Dans “Bartleby et moi”, ce fils de tailleur qui a été harcelé par ses collègues en raison de son origine italienne partage ses habitudes de travail (par exemple, il dit qu’il a toujours pris des notes sur les étiquettes qui lui sont rendues avec les costumes à le pressing) et révèle les tenants et les aboutissants de ses grands articles, comme le désormais légendaire “Frank Sinatra a un rhume”, choisi par les lecteurs comme le meilleur reportage jamais publié par le magazine Esquire. Cette reconnaissance démontre le talent de Talese, qui a passé des mois à chasser une ombre, Sinatra, à laquelle il n’a jamais vraiment pu accéder. Et pourtant, ce n’est qu’avec les témoignages de la vie secondaire du chanteur qu’il a pu tisser un article qui a marqué le journalisme contemporain. La référence dans le titre à Bartleby, le scribe d’Herman Melville qui « préférerait ne pas le faire », n’est bien sûr pas une coïncidence. Au cours de ses sept décennies de journalisme, Talese a toujours aimé incarner les Bartleby, et surtout les Bartleby de New York, les personnages secondaires qui ont construit la Big Apple.
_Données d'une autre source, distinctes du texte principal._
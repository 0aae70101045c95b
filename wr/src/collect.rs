//! Interactive input collection
//!
//! Reserved fields (date, week, username) are filled automatically and are
//! never prompted nor persisted. Every other placeholder is asked
//! interactively in template order, offering the user's previous answer for
//! this template as a default; empty input accepts the default, and a field
//! with no default must be answered with something non-empty.

use std::collections::BTreeMap;

use chrono::format::{Item, StrftimeItems};
use chrono::{DateTime, Local};
use colored::Colorize;
use eyre::Result;
use rustyline::DefaultEditor;
use rustyline::error::ReadlineError;
use tracing::{debug, warn};

use crate::config::Config;
use crate::history::HistoryStore;

/// Reserved auto-fill field names
pub const AUTO_DATE: &str = "date";
pub const AUTO_WEEK: &str = "week";
pub const AUTO_USERNAME: &str = "username";

/// Line-oriented input source, swappable in tests
pub trait Prompter {
    /// Read one line of input after displaying `prompt`
    fn read_line(&mut self, prompt: &str) -> Result<String>;
}

/// rustyline-backed prompter with line editing and history
pub struct LinePrompter {
    editor: DefaultEditor,
}

impl LinePrompter {
    pub fn new() -> Result<Self> {
        let editor = DefaultEditor::new().map_err(|e| eyre::eyre!("Failed to initialize readline: {e}"))?;
        Ok(Self { editor })
    }
}

impl Prompter for LinePrompter {
    fn read_line(&mut self, prompt: &str) -> Result<String> {
        match self.editor.readline(prompt) {
            Ok(line) => Ok(line),
            // Ctrl+C / Ctrl+D abort the run; no partial history is written
            Err(ReadlineError::Interrupted) | Err(ReadlineError::Eof) => Err(eyre::eyre!("Input aborted")),
            Err(e) => Err(eyre::eyre!("Readline error: {e}")),
        }
    }
}

/// Today formatted with the configured date format
///
/// An invalid format string falls back to ISO dates with a warning instead
/// of failing the run.
pub fn today(date_format: &str) -> String {
    format_date(&Local::now(), date_format)
}

fn format_date(now: &DateTime<Local>, fmt: &str) -> String {
    let items: Vec<Item<'_>> = StrftimeItems::new(fmt).collect();
    if items.iter().any(|item| matches!(item, Item::Error)) {
        warn!("Invalid date_format {fmt:?}, falling back to %Y-%m-%d");
        return now.format("%Y-%m-%d").to_string();
    }
    now.format_with_items(items.into_iter()).to_string()
}

/// Values computed without prompting
pub fn auto_fill_values(username: &str, date_format: &str) -> BTreeMap<String, String> {
    let now = Local::now();
    let week: u32 = now.format("%W").to_string().parse().unwrap_or(0);

    BTreeMap::from([
        (AUTO_DATE.to_string(), format_date(&now, date_format)),
        (AUTO_WEEK.to_string(), format!("Week {week}")),
        (AUTO_USERNAME.to_string(), username.to_string()),
    ])
}

/// Result of collecting inputs: everything needed to render, plus the
/// manual subset that goes to history
#[derive(Debug)]
pub struct CollectedInput {
    /// Value for every placeholder, auto-filled ones included
    pub values: BTreeMap<String, String>,

    /// Only the prompted fields; this is what history persists
    pub manual: BTreeMap<String, String>,
}

/// Collect a value for every placeholder, in template order
pub fn collect_inputs(
    placeholders: &[String],
    username: &str,
    template_stem: &str,
    config: &Config,
    history: &HistoryStore,
    prompter: &mut dyn Prompter,
) -> Result<CollectedInput> {
    let auto = auto_fill_values(username, &config.date_format);
    let mut values = BTreeMap::new();
    let mut manual = BTreeMap::new();

    for name in placeholders {
        if let Some(value) = auto.get(name) {
            println!("{} {}: {}", "auto".dimmed(), name.cyan(), value);
            values.insert(name.clone(), value.clone());
            continue;
        }

        let last = history
            .last_value(username, template_stem, name)
            .map(str::to_string);

        let prompt = match &last {
            Some(prev) => format!("Enter {} [{}]: ", name.cyan(), prev.dimmed()),
            None => format!("Enter {}: ", name.cyan()),
        };

        loop {
            let input = prompter.read_line(&prompt)?;
            let input = input.trim();

            // Empty input accepts the previous answer when there is one
            let value = if input.is_empty() {
                last.clone().unwrap_or_default()
            } else {
                input.to_string()
            };

            if value.is_empty() {
                println!("{} {} cannot be empty", "error:".red(), name);
                continue;
            }

            values.insert(name.clone(), value.clone());
            manual.insert(name.clone(), value);
            break;
        }
    }

    debug!(
        total = values.len(),
        manual = manual.len(),
        "Input collection complete"
    );
    Ok(CollectedInput { values, manual })
}

#[cfg(test)]
pub mod test_support {
    use super::Prompter;
    use eyre::Result;
    use std::collections::VecDeque;

    /// Prompter fed from a fixed script of answers
    pub struct ScriptedPrompter {
        answers: VecDeque<String>,
    }

    impl ScriptedPrompter {
        pub fn new(answers: &[&str]) -> Self {
            Self {
                answers: answers.iter().map(|s| s.to_string()).collect(),
            }
        }
    }

    impl Prompter for ScriptedPrompter {
        fn read_line(&mut self, _prompt: &str) -> Result<String> {
            self.answers
                .pop_front()
                .ok_or_else(|| eyre::eyre!("Scripted prompter ran out of answers"))
        }
    }
}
Dans ce dernier livre, cependant, Talese parle plus que jamais de lui : il se souvient de son premier reportage dans le New York Times sur un opérateur qui avait changé les lumières du panneau électrique qui montrait à la ville les nouvelles produites dans le journal ; revit la joie de savoir qu’une de ses œuvres allait voir le jour, à une époque où la concurrence entre les journalistes était féroce et où les jeunes avaient la vie très difficile ; et surtout, il affiche un souvenir prodigieux (ou une archive interminable de notes) dans lequel il raconte, comme si c’était le premier jour, ses entretiens, avec cet amour du détail qui est la marque de fabrique de la maison. “Je ne veux pas suggérer que j’ai une ‘souvenir absolue’ – quelque chose que Truman Capote a affirmé lors du processus de documentation de ‘In Cold Blood’ – mais je crois plutôt qu’avoir passé des décennies à interviewer des gens sans l’aide d’un magnétophone a m’a fourni « une grande capacité de rétention », écrit l’auteur de dizaines d’articles dans The New York Times, The New Yorker, Time, Harper’s Magazine ou le précité Esquare, et de livres tels que « Honor Your Father », « The Enfants’ ou ‘Le Pont’.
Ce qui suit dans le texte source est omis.